There is an undirected weighted graph with n vertices labeled from 0 to n - 1.

You are given the integer n and an array edges, where edges[i] = [ui, vi, wi] indicates that there is an edge between vertices ui and vi with a weight of wi.

A walk on a graph is a sequence of vertices and edges. The walk starts and ends with a vertex, and each edge connects the vertex that comes before it and the vertex that comes after it. It's important to note that a walk may visit the same edge or vertex more than once.

The cost of a walk starting at node u and ending at node v is defined as the bitwise AND of the weights of the edges traversed during the walk. In other words, if the sequence of edge weights encountered during the walk is w0, w1, w2, ..., wk, then the cost is calculated as w0 & w1 & w2 & ... & wk, where & denotes the bitwise AND operator.

You are also given a 2D array query, where query[i] = [si, ti]. For each query, you need to find the minimum cost of the walk starting at vertex si and ending at vertex ti. If there exists no such walk, the answer is -1.

Return the array answer, where answer[i] denotes the minimum cost of a walk for query i.

Example 1:

Input: n = 5, edges = [[0,1,7],[1,3,7],[1,2,1]], query = [[0,3],[3,4]]

Output: [1,-1]

Explanation:

To achieve the cost of 1 in the first query, we need to move on the following edges: 0->1 (weight 7), 1->2 (weight 1), 2->1 (weight 1), 1->3 (weight 7).

In the second query, there is no walk between nodes 3 and 4, so the answer is -1.

Example 2:

Input: n = 3, edges = [[0,2,7],[0,1,15],[1,2,6],[1,2,1]], query = [[1,2]]

Output: [0]

Explanation:

To achieve the cost of 0 in the first query, we need to move on the following edges: 1->2 (weight 1), 2->1 (weight 6), 1->2 (weight 1).

Constraints:

• 2 <= n <= 105
• 0 <= edges.length <= 105
• edges[i].length == 3
• 0 <= ui, vi <= n - 1
• ui != vi
• 0 <= wi <= 105
• 1 <= query.length <= 105
• query[i].length == 2
• 0 <= si, ti <= n - 1
• si != ti

## Solutions

### Solution 1: Greedy + Union Find

We note that a positive integer performing bitwise AND operation with several other positive integers will only get smaller. Therefore, to minimize the cost of the journey, we should perform bitwise AND operation on the weights of all edges in the same connected component, and then perform the query.

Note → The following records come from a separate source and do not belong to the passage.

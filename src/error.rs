//! Error types for plan execution

use serde::{Deserialize, Serialize};
use std::fmt;
use thiserror::Error;

/// Result type alias for autoplan operations
pub type Result<T> = std::result::Result<T, PlanError>;

/// Main error type for plan execution
#[derive(Error, Debug)]
pub enum PlanError {
    #[error("Unknown transformer: {0}")]
    UnknownTransformer(String),

    #[error("Unknown {task} model: {name}")]
    UnknownModel { task: String, name: String },

    #[error("Unknown imputation strategy: {0}")]
    UnknownStrategy(String),

    #[error("Missing parameter '{parameter}' for {transformer}")]
    MissingParameter { transformer: String, parameter: String },

    #[error("Invalid parameter: {name} = {value}, {reason}")]
    InvalidParameter {
        name: String,
        value: String,
        reason: String,
    },

    #[error("Column not found: {0}")]
    UnknownColumn(String),

    #[error("Score unavailable: {0}")]
    ScoreUnavailable(String),

    #[error("Failed to construct {model}: {reason}")]
    Construction { model: String, reason: String },

    #[error("Failed to fit {model}: {reason}")]
    Fit { model: String, reason: String },

    #[error("Plan parse error: {0}")]
    PlanParse(String),

    #[error("Dataset is empty: {0}")]
    EmptyDataset(String),

    #[error("Supervised task requires a target column")]
    MissingTarget,

    #[error("Data error: {0}")]
    DataError(String),

    #[error("Configuration error: {0}")]
    ConfigError(String),

    #[error("IO error: {0}")]
    IoError(#[from] std::io::Error),

    #[error("Invalid shape: expected {expected}, got {actual}")]
    ShapeError { expected: String, actual: String },

    #[error("Model not fitted")]
    ModelNotFitted,
}

/// Stable, serializable name of an error variant, used in execution reports
#[derive(Debug, Clone, Copy, PartialEq, Eq, Hash, Serialize, Deserialize)]
#[serde(rename_all = "snake_case")]
pub enum ErrorKind {
    UnknownTransformer,
    UnknownModel,
    UnknownStrategy,
    MissingParameter,
    InvalidParameter,
    UnknownColumn,
    ScoreUnavailable,
    Construction,
    Fit,
    PlanParse,
    EmptyDataset,
    MissingTarget,
    Data,
    Config,
    Io,
    Shape,
    NotFitted,
}

impl PlanError {
    /// Classify the error for reporting
    pub fn kind(&self) -> ErrorKind {
        match self {
            PlanError::UnknownTransformer(_) => ErrorKind::UnknownTransformer,
            PlanError::UnknownModel { .. } => ErrorKind::UnknownModel,
            PlanError::UnknownStrategy(_) => ErrorKind::UnknownStrategy,
            PlanError::MissingParameter { .. } => ErrorKind::MissingParameter,
            PlanError::InvalidParameter { .. } => ErrorKind::InvalidParameter,
            PlanError::UnknownColumn(_) => ErrorKind::UnknownColumn,
            PlanError::ScoreUnavailable(_) => ErrorKind::ScoreUnavailable,
            PlanError::Construction { .. } => ErrorKind::Construction,
            PlanError::Fit { .. } => ErrorKind::Fit,
            PlanError::PlanParse(_) => ErrorKind::PlanParse,
            PlanError::EmptyDataset(_) => ErrorKind::EmptyDataset,
            PlanError::MissingTarget => ErrorKind::MissingTarget,
            PlanError::DataError(_) => ErrorKind::Data,
            PlanError::ConfigError(_) => ErrorKind::Config,
            PlanError::IoError(_) => ErrorKind::Io,
            PlanError::ShapeError { .. } => ErrorKind::Shape,
            PlanError::ModelNotFitted => ErrorKind::NotFitted,
        }
    }

    /// Whether this error aborts a whole run rather than a single step or candidate
    pub fn is_structural(&self) -> bool {
        matches!(
            self,
            PlanError::PlanParse(_)
                | PlanError::EmptyDataset(_)
                | PlanError::MissingTarget
                | PlanError::ConfigError(_)
                | PlanError::IoError(_)
        )
    }

    pub(crate) fn fit(model: &str, reason: impl fmt::Display) -> Self {
        PlanError::Fit {
            model: model.to_string(),
            reason: reason.to_string(),
        }
    }

    pub(crate) fn invalid(name: &str, value: impl fmt::Display, reason: impl Into<String>) -> Self {
        PlanError::InvalidParameter {
            name: name.to_string(),
            value: value.to_string(),
            reason: reason.into(),
        }
    }
}

impl fmt::Display for ErrorKind {
    fn fmt(&self, f: &mut fmt::Formatter<'_>) -> fmt::Result {
        let name = match self {
            ErrorKind::UnknownTransformer => "unknown_transformer",
            ErrorKind::UnknownModel => "unknown_model",
            ErrorKind::UnknownStrategy => "unknown_strategy",
            ErrorKind::MissingParameter => "missing_parameter",
            ErrorKind::InvalidParameter => "invalid_parameter",
            ErrorKind::UnknownColumn => "unknown_column",
            ErrorKind::ScoreUnavailable => "score_unavailable",
            ErrorKind::Construction => "construction",
            ErrorKind::Fit => "fit",
            ErrorKind::PlanParse => "plan_parse",
            ErrorKind::EmptyDataset => "empty_dataset",
            ErrorKind::MissingTarget => "missing_target",
            ErrorKind::Data => "data",
            ErrorKind::Config => "config",
            ErrorKind::Io => "io",
            ErrorKind::Shape => "shape",
            ErrorKind::NotFitted => "not_fitted",
        };
        f.write_str(name)
    }
}

impl From<polars::error::PolarsError> for PlanError {
    fn from(err: polars::error::PolarsError) -> Self {
        PlanError::DataError(err.to_string())
    }
}

impl From<serde_json::Error> for PlanError {
    fn from(err: serde_json::Error) -> Self {
        PlanError::PlanParse(err.to_string())
    }
}

impl From<serde_yaml::Error> for PlanError {
    fn from(err: serde_yaml::Error) -> Self {
        PlanError::ConfigError(err.to_string())
    }
}

impl From<ndarray::ShapeError> for PlanError {
    fn from(err: ndarray::ShapeError) -> Self {
        PlanError::ShapeError {
            expected: "valid shape".to_string(),
            actual: err.to_string(),
        }
    }
}

#[cfg(test)]
mod tests {
    use super::*;

    #[test]
    fn test_error_display() {
        let err = PlanError::MissingParameter {
            transformer: "SimpleImputer".to_string(),
            parameter: "fill_value".to_string(),
        };
        assert_eq!(err.to_string(), "Missing parameter 'fill_value' for SimpleImputer");
    }

    #[test]
    fn test_error_kind() {
        let err = PlanError::UnknownTransformer("PCA".to_string());
        assert_eq!(err.kind(), ErrorKind::UnknownTransformer);
        assert_eq!(err.kind().to_string(), "unknown_transformer");
        assert!(!err.is_structural());
        assert!(PlanError::MissingTarget.is_structural());
    }

    #[test]
    fn test_error_kind_serialize() {
        let json = serde_json::to_string(&ErrorKind::MissingParameter).unwrap();
        assert_eq!(json, "\"missing_parameter\"");
    }

    #[test]
    fn test_error_from_io() {
        let io_err = std::io::Error::new(std::io::ErrorKind::NotFound, "file not found");
        let err: PlanError = io_err.into();
        assert!(matches!(err, PlanError::IoError(_)));
    }
}
use criterion::{black_box, criterion_group, criterion_main, BenchmarkId, Criterion};
use autoplan::prelude::*;
use polars::prelude::*;
use rand::prelude::*;
use rand_chacha::ChaCha8Rng;
use std::sync::Arc;

fn create_dataset(n_rows: usize) -> DataFrame {
    let mut rng = ChaCha8Rng::seed_from_u64(42);
    let cities = ["Oslo", "Bergen", "Tromso", "Stavanger"];

    let age: Vec<Option<f64>> = (0..n_rows)
        .map(|_| if rng.gen_bool(0.05) { None } else { Some(rng.gen_range(18.0..80.0)) })
        .collect();
    let city: Vec<&str> = (0..n_rows).map(|_| cities[rng.gen_range(0..cities.len())]).collect();
    let hours: Vec<f64> = (0..n_rows).map(|_| rng.gen_range(10.0..60.0)).collect();
    let income: Vec<f64> = age
        .iter()
        .zip(&hours)
        .map(|(a, h)| a.unwrap_or(40.0) * 800.0 + h * 300.0 + rng.gen::<f64>() * 1000.0)
        .collect();

    df!("age" => age, "city" => city, "hours" => hours, "income" => income).unwrap()
}

fn steps() -> Vec<TransformationStep> {
    vec![
        TransformationStep::new("SimpleImputer", ["age"]).with_param("strategy", "median"),
        TransformationStep::new("OneHotEncoder", ["city"]),
        TransformationStep::new("StandardScaler", ["age", "hours"]),
    ]
}

fn bench_pipeline(c: &mut Criterion) {
    let mut group = c.benchmark_group("pipeline");
    let applier = PipelineApplier::new(Arc::new(TransformerRegistry::builtin()));
    let steps = steps();

    for n_rows in [1_000, 10_000, 100_000].iter() {
        let df = create_dataset(*n_rows);
        group.bench_with_input(BenchmarkId::new("apply", n_rows), &df, |b, df| {
            b.iter(|| applier.apply(black_box(&steps), black_box(df)).unwrap())
        });
    }

    group.finish();
}

fn bench_execute(c: &mut Criterion) {
    let mut group = c.benchmark_group("execute");
    group.sample_size(10);

    let plan = AnalysisPlan {
        transformations: steps(),
        suggested_regression_models: Some(vec![
            ModelSpec::new("LinearRegression"),
            ModelSpec::new("Ridge").with_param("alpha", 1.0),
        ]),
        ..Default::default()
    };
    let engine = PlanEngine::builtin(EngineConfig::new().with_random_seed(1));

    for n_rows in [1_000, 10_000].iter() {
        let df = create_dataset(*n_rows);
        group.bench_with_input(BenchmarkId::new("regression", n_rows), &df, |b, df| {
            b.iter(|| {
                let input = DatasetInput::new(df.clone()).with_target("income");
                engine.execute(&plan, input, TaskKind::Regression).unwrap()
            })
        });
    }

    group.finish();
}

criterion_group!(benches, bench_pipeline, bench_execute);
criterion_main!(benches);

So, the problem is transformed into how to find all the edges in the same connected component and perform bitwise AND operation.

We can use a union-find set to maintain the connected components.

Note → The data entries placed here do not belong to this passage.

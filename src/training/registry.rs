//! Model registries: one immutable catalogue per task

use super::{
    AgglomerativeClustering, GradientBoostingClassifier, GradientBoostingRegressor, KMeans, KNeighborsClassifier,
    Lasso, LinearRegression, LogisticRegression, Model, RandomForestClassifier, RandomForestRegressor, Ridge, DBSCAN,
    SVC, SVR,
};
use crate::error::{PlanError, Result};
use crate::plan::{ModelSpec, Parameters, TaskKind};
use serde::{Deserialize, Serialize};
use std::collections::HashMap;
use std::fmt;

/// Builds an unfitted model from its hyperparameters
pub type ModelConstructor = fn(&Parameters) -> Result<Box<dyn Model>>;

#[derive(Debug, Clone, Copy, PartialEq, Eq, Hash, Serialize, Deserialize)]
pub enum RegressorKind {
    LinearRegression,
    Ridge,
    Lasso,
    RandomForestRegressor,
    GradientBoostingRegressor,
    SVR,
}

impl RegressorKind {
    pub const ALL: [RegressorKind; 6] = [
        RegressorKind::LinearRegression,
        RegressorKind::Ridge,
        RegressorKind::Lasso,
        RegressorKind::RandomForestRegressor,
        RegressorKind::GradientBoostingRegressor,
        RegressorKind::SVR,
    ];

    pub fn as_str(self) -> &'static str {
        match self {
            RegressorKind::LinearRegression => "LinearRegression",
            RegressorKind::Ridge => "Ridge",
            RegressorKind::Lasso => "Lasso",
            RegressorKind::RandomForestRegressor => "RandomForestRegressor",
            RegressorKind::GradientBoostingRegressor => "GradientBoostingRegressor",
            RegressorKind::SVR => "SVR",
        }
    }

    pub fn parse(name: &str) -> Option<Self> {
        Self::ALL.into_iter().find(|kind| kind.as_str() == name)
    }

    fn constructor(self) -> ModelConstructor {
        match self {
            RegressorKind::LinearRegression => |p| Ok(Box::new(LinearRegression::from_params(p)?)),
            RegressorKind::Ridge => |p| Ok(Box::new(Ridge::from_params(p)?)),
            RegressorKind::Lasso => |p| Ok(Box::new(Lasso::from_params(p)?)),
            RegressorKind::RandomForestRegressor => |p| Ok(Box::new(RandomForestRegressor::from_params(p)?)),
            RegressorKind::GradientBoostingRegressor => |p| Ok(Box::new(GradientBoostingRegressor::from_params(p)?)),
            RegressorKind::SVR => |p| Ok(Box::new(SVR::from_params(p)?)),
        }
    }
}

#[derive(Debug, Clone, Copy, PartialEq, Eq, Hash, Serialize, Deserialize)]
pub enum ClassifierKind {
    LogisticRegression,
    RandomForestClassifier,
    GradientBoostingClassifier,
    SVC,
    KNeighborsClassifier,
}

impl ClassifierKind {
    pub const ALL: [ClassifierKind; 5] = [
        ClassifierKind::LogisticRegression,
        ClassifierKind::RandomForestClassifier,
        ClassifierKind::GradientBoostingClassifier,
        ClassifierKind::SVC,
        ClassifierKind::KNeighborsClassifier,
    ];

    pub fn as_str(self) -> &'static str {
        match self {
            ClassifierKind::LogisticRegression => "LogisticRegression",
            ClassifierKind::RandomForestClassifier => "RandomForestClassifier",
            ClassifierKind::GradientBoostingClassifier => "GradientBoostingClassifier",
            ClassifierKind::SVC => "SVC",
            ClassifierKind::KNeighborsClassifier => "KNeighborsClassifier",
        }
    }

    pub fn parse(name: &str) -> Option<Self> {
        Self::ALL.into_iter().find(|kind| kind.as_str() == name)
    }

    fn constructor(self) -> ModelConstructor {
        match self {
            ClassifierKind::LogisticRegression => |p| Ok(Box::new(LogisticRegression::from_params(p)?)),
            ClassifierKind::RandomForestClassifier => |p| Ok(Box::new(RandomForestClassifier::from_params(p)?)),
            ClassifierKind::GradientBoostingClassifier => {
                |p| Ok(Box::new(GradientBoostingClassifier::from_params(p)?))
            }
            ClassifierKind::SVC => |p| Ok(Box::new(SVC::from_params(p)?)),
            ClassifierKind::KNeighborsClassifier => |p| Ok(Box::new(KNeighborsClassifier::from_params(p)?)),
        }
    }
}

#[derive(Debug, Clone, Copy, PartialEq, Eq, Hash, Serialize, Deserialize)]
pub enum ClustererKind {
    KMeans,
    DBSCAN,
    AgglomerativeClustering,
}

impl ClustererKind {
    pub const ALL: [ClustererKind; 3] = [
        ClustererKind::KMeans,
        ClustererKind::DBSCAN,
        ClustererKind::AgglomerativeClustering,
    ];

    pub fn as_str(self) -> &'static str {
        match self {
            ClustererKind::KMeans => "KMeans",
            ClustererKind::DBSCAN => "DBSCAN",
            ClustererKind::AgglomerativeClustering => "AgglomerativeClustering",
        }
    }

    pub fn parse(name: &str) -> Option<Self> {
        Self::ALL.into_iter().find(|kind| kind.as_str() == name)
    }

    fn constructor(self) -> ModelConstructor {
        match self {
            ClustererKind::KMeans => |p| Ok(Box::new(KMeans::from_params(p)?)),
            ClustererKind::DBSCAN => |p| Ok(Box::new(DBSCAN::from_params(p)?)),
            ClustererKind::AgglomerativeClustering => |p| Ok(Box::new(AgglomerativeClustering::from_params(p)?)),
        }
    }
}

impl fmt::Display for RegressorKind {
    fn fmt(&self, f: &mut fmt::Formatter<'_>) -> fmt::Result {
        f.write_str(self.as_str())
    }
}

impl fmt::Display for ClassifierKind {
    fn fmt(&self, f: &mut fmt::Formatter<'_>) -> fmt::Result {
        f.write_str(self.as_str())
    }
}

impl fmt::Display for ClustererKind {
    fn fmt(&self, f: &mut fmt::Formatter<'_>) -> fmt::Result {
        f.write_str(self.as_str())
    }
}

/// Immutable mapping from model kind to constructor, per task
#[derive(Clone)]
pub struct ModelRegistry {
    regressors: HashMap<RegressorKind, ModelConstructor>,
    classifiers: HashMap<ClassifierKind, ModelConstructor>,
    clusterers: HashMap<ClustererKind, ModelConstructor>,
}

impl ModelRegistry {
    /// Registry holding every catalogued model
    pub fn builtin() -> Self {
        Self {
            regressors: RegressorKind::ALL.into_iter().map(|k| (k, k.constructor())).collect(),
            classifiers: ClassifierKind::ALL.into_iter().map(|k| (k, k.constructor())).collect(),
            clusterers: ClustererKind::ALL.into_iter().map(|k| (k, k.constructor())).collect(),
        }
    }

    /// Registry without any models
    pub fn empty() -> Self {
        Self {
            regressors: HashMap::new(),
            classifiers: HashMap::new(),
            clusterers: HashMap::new(),
        }
    }

    pub fn with_regressor(mut self, kind: RegressorKind, constructor: ModelConstructor) -> Self {
        self.regressors.insert(kind, constructor);
        self
    }

    pub fn with_classifier(mut self, kind: ClassifierKind, constructor: ModelConstructor) -> Self {
        self.classifiers.insert(kind, constructor);
        self
    }

    pub fn with_clusterer(mut self, kind: ClustererKind, constructor: ModelConstructor) -> Self {
        self.clusterers.insert(kind, constructor);
        self
    }

    /// Look up the constructor for a model name within the task's catalogue
    pub fn resolve(&self, task: TaskKind, name: &str) -> Result<ModelConstructor> {
        let found = match task {
            TaskKind::Regression => RegressorKind::parse(name).and_then(|k| self.regressors.get(&k)),
            TaskKind::Classification => ClassifierKind::parse(name).and_then(|k| self.classifiers.get(&k)),
            TaskKind::Clustering => ClustererKind::parse(name).and_then(|k| self.clusterers.get(&k)),
        };
        found.copied().ok_or_else(|| PlanError::UnknownModel {
            task: task.as_str().to_string(),
            name: name.to_string(),
        })
    }

    /// Resolve and build an unfitted model for a candidate
    pub fn construct(&self, task: TaskKind, spec: &ModelSpec) -> Result<Box<dyn Model>> {
        let constructor = self.resolve(task, &spec.model_name)?;
        constructor(&spec.hyperparameters)
    }

    /// Registered model names for a task, sorted
    pub fn names(&self, task: TaskKind) -> Vec<&'static str> {
        let mut names: Vec<&'static str> = match task {
            TaskKind::Regression => self.regressors.keys().map(|k| k.as_str()).collect(),
            TaskKind::Classification => self.classifiers.keys().map(|k| k.as_str()).collect(),
            TaskKind::Clustering => self.clusterers.keys().map(|k| k.as_str()).collect(),
        };
        names.sort_unstable();
        names
    }
}

impl Default for ModelRegistry {
    fn default() -> Self {
        Self::builtin()
    }
}

impl fmt::Debug for ModelRegistry {
    fn fmt(&self, f: &mut fmt::Formatter<'_>) -> fmt::Result {
        f.debug_struct("ModelRegistry")
            .field("regressors", &self.names(TaskKind::Regression))
            .field("classifiers", &self.names(TaskKind::Classification))
            .field("clusterers", &self.names(TaskKind::Clustering))
            .finish()
    }
}

#[cfg(test)]
mod tests {
    use super::*;
    use serde_json::json;

    #[test]
    fn test_builtin_catalogue_sizes() {
        let registry = ModelRegistry::builtin();
        assert_eq!(registry.names(TaskKind::Regression).len(), 6);
        assert_eq!(registry.names(TaskKind::Classification).len(), 5);
        assert_eq!(registry.names(TaskKind::Clustering).len(), 3);
    }

    #[test]
    fn test_every_kind_constructs_with_defaults() {
        let registry = ModelRegistry::builtin();
        for task in TaskKind::ALL {
            for name in registry.names(task) {
                let model = registry.construct(task, &ModelSpec::new(name)).unwrap();
                assert_eq!(model.name(), name);
            }
        }
    }

    #[test]
    fn test_name_outside_task_catalogue() {
        let registry = ModelRegistry::builtin();
        let err = registry.resolve(TaskKind::Regression, "LogisticRegression").err().unwrap();
        assert!(matches!(err, PlanError::UnknownModel { .. }));
        assert!(registry.resolve(TaskKind::Clustering, "kmeans").is_err());
    }

    #[test]
    fn test_bad_hyperparameter_is_construction_error() {
        let registry = ModelRegistry::builtin();
        let spec = ModelSpec::new("Ridge").with_param("alpha", json!("high"));
        let err = registry.construct(TaskKind::Regression, &spec).err().unwrap();
        assert!(matches!(err, PlanError::Construction { .. }));

        let spec = ModelSpec::new("KMeans").with_param("n_clustres", 3);
        let err = registry.construct(TaskKind::Clustering, &spec).err().unwrap();
        assert!(matches!(err, PlanError::Construction { .. }));
    }

    #[test]
    fn test_empty_registry_with_one_model() {
        let registry = ModelRegistry::empty().with_clusterer(ClustererKind::KMeans, ClustererKind::KMeans.constructor());
        assert!(registry.resolve(TaskKind::Clustering, "KMeans").is_ok());
        assert!(registry.resolve(TaskKind::Clustering, "DBSCAN").is_err());
    }
}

Specifically, we traverse each edge $(u, v, w)$ and merge $u$ and $v$. Then, we traverse each edge $(u, v, w)$ again, find the root node $root$ of the connected component where $u$ and $v$ are located, and use an array $g$ to record the result of the bitwise AND operation of the weights of all edges in each connected component.

Finally, for each query $(s, t)$, we first judge whether $s$ equals $t$. If they are equal, the answer is $0$. Otherwise, we judge whether $s$ and $t$ are in the same connected component. If they are in the same connected component, the answer is the $g$ value of the root node of the connected component of this query. Otherwise, the answer is $-1$.

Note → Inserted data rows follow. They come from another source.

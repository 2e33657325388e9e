//! Transformer registry

use super::{
    label_encoder, min_max_scaler, one_hot_encoder, ordinal_encoder, robust_scaler, simple_imputer,
    standard_scaler, TransformerKind,
};
use crate::error::{PlanError, Result};
use crate::plan::{Parameters, TransformationStep};
use polars::prelude::*;
use std::collections::HashMap;

/// A column-level transform: frame, target columns and options in, new frame out
pub type TransformFn = fn(&DataFrame, &[String], &Parameters) -> Result<DataFrame>;

/// Immutable mapping from transformer kind to its transform
#[derive(Clone)]
pub struct TransformerRegistry {
    table: HashMap<TransformerKind, TransformFn>,
}

impl TransformerRegistry {
    /// Registry holding every catalogued transformer
    pub fn builtin() -> Self {
        let table: HashMap<TransformerKind, TransformFn> = HashMap::from([
            (TransformerKind::SimpleImputer, simple_imputer as TransformFn),
            (TransformerKind::StandardScaler, standard_scaler as TransformFn),
            (TransformerKind::MinMaxScaler, min_max_scaler as TransformFn),
            (TransformerKind::RobustScaler, robust_scaler as TransformFn),
            (TransformerKind::OneHotEncoder, one_hot_encoder as TransformFn),
            (TransformerKind::OrdinalEncoder, ordinal_encoder as TransformFn),
            (TransformerKind::LabelEncoder, label_encoder as TransformFn),
        ]);
        Self { table }
    }

    /// Registry without any transformers
    pub fn empty() -> Self {
        Self { table: HashMap::new() }
    }

    /// Builder method to register or replace a transform
    pub fn with_transform(mut self, kind: TransformerKind, transform: TransformFn) -> Self {
        self.table.insert(kind, transform);
        self
    }

    /// Look up the transform for a transformer name
    pub fn resolve(&self, name: &str) -> Result<TransformFn> {
        let kind: TransformerKind = name.parse()?;
        self.table
            .get(&kind)
            .copied()
            .ok_or_else(|| PlanError::UnknownTransformer(name.to_string()))
    }

    /// Resolve and run one step
    pub fn apply(&self, step: &TransformationStep, df: &DataFrame) -> Result<DataFrame> {
        if step.columns.is_empty() {
            return Err(PlanError::invalid("columns", "[]", "a step must name at least one column"));
        }
        let transform = self.resolve(&step.transformer)?;
        transform(df, &step.columns, &step.parameters)
    }

    pub fn contains(&self, kind: TransformerKind) -> bool {
        self.table.contains_key(&kind)
    }

    pub fn len(&self) -> usize {
        self.table.len()
    }

    pub fn is_empty(&self) -> bool {
        self.table.is_empty()
    }
}

impl Default for TransformerRegistry {
    fn default() -> Self {
        Self::builtin()
    }
}

impl std::fmt::Debug for TransformerRegistry {
    fn fmt(&self, f: &mut std::fmt::Formatter<'_>) -> std::fmt::Result {
        let mut kinds: Vec<&str> = self.table.keys().map(|k| k.as_str()).collect();
        kinds.sort_unstable();
        f.debug_struct("TransformerRegistry").field("kinds", &kinds).finish()
    }
}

The time complexity is $O((n + m + q) \times \alpha(n))$, and the space complexity is $O(n)$. Here, $n$, $m$, and $q$ represent the number of nodes, edges, and queries, respectively, and $\alpha(n)$ represents the inverse function of the Ackermann function.

• class UnionFind {
private final int[] p;
private final int[] size;

public UnionFind(int n) {
p = new int[n];
size = new int[n];
for (int i = 0; i < n; ++i) {
p[i] = i;
size[i] = 1;
}
}

public int find(int x) {
if (p[x] != x) {
p[x] = find(p[x]);
}
return p[x];
}

public boolean union(int a, int b) {
int pa = find(a), pb = find(b);
if (pa == pb) {
return false;
}
if (size[pa] > size[pb]) {
p[pb] = pa;
size[pa] += size[pb];
} else {
p[pa] = pb;
size[pb] += size[pa];
}
return true;
}

public int size(int x) {
return size[find(x)];
}
}

class Solution {
private UnionFind uf;
private int[] g;

public int[] minimumCost(int n, int[][] edges, int[][] query) {
uf = new UnionFind(n);
for (var e : edges) {
uf.union(e[0], e[1]);
}
g = new int[n];
Arrays.fill(g, -1);
for (var e : edges) {
int root = uf.find(e[0]);
g[root] &= e[2];
}
int m = query.length;
int[] ans = new int[m];
for (int i = 0; i < m; ++i) {
int s = query[i][0], t = query[i][1];
ans[i] = f(s, t);
}
return ans;
}

private int f(int u, int v) {
if (u == v) {
return 0;
}
int a = uf.find(u), b = uf.find(v);
return a == b ? g[a] : -1;
}
}

• class UnionFind {
public:
UnionFind(int n) {
p = vector<int>(n);
size = vector<int>(n, 1);
iota(p.begin(), p.end(), 0);
}

bool unite(int a, int b) {
int pa = find(a), pb = find(b);
if (pa == pb) {
return false;
}
if (size[pa] > size[pb]) {
p[pb] = pa;
size[pa] += size[pb];
} else {
p[pa] = pb;
size[pb] += size[pa];
}
return true;
}

int find(int x) {
if (p[x] != x) {
p[x] = find(p[x]);
}
return p[x];
}

int getSize(int x) {
return size[find(x)];
}

private:
vector<int> p, size;
};

class Solution {
public:
vector<int> minimumCost(int n, vector<vector<int>>& edges, vector<vector<int>>& query) {
g = vector<int>(n, -1);
uf = new UnionFind(n);
for (auto& e : edges) {
uf->unite(e[0], e[1]);
}
for (auto& e : edges) {
int root = uf->find(e[0]);
g[root] &= e[2];
}
vector<int> ans;
for (auto& q : query) {
ans.push_back(f(q[0], q[1]));
}
return ans;
}

private:
UnionFind* uf;
vector<int> g;

int f(int u, int v) {
if (u == v) {
return 0;
}
int a = uf->find(u), b = uf->find(v);
return a == b ? g[a] : -1;
}
};

• class UnionFind:
def __init__(self, n):
self.p = list(range(n))
self.size = [1] * n

def find(self, x):
if self.p[x] != x:
self.p[x] = self.find(self.p[x])
return self.p[x]

def union(self, a, b):
pa, pb = self.find(a), self.find(b)
if pa == pb:
return False
if self.size[pa] > self.size[pb]:
self.p[pb] = pa
self.size[pa] += self.size[pb]
else:
self.p[pa] = pb
self.size[pb] += self.size[pa]
return True

class Solution:
def minimumCost(
self, n: int, edges: List[List[int]], query: List[List[int]]
) -> List[int]:
g = [-1] * n
uf = UnionFind(n)
for u, v, _ in edges:
uf.union(u, v)
for u, _, w in edges:
root = uf.find(u)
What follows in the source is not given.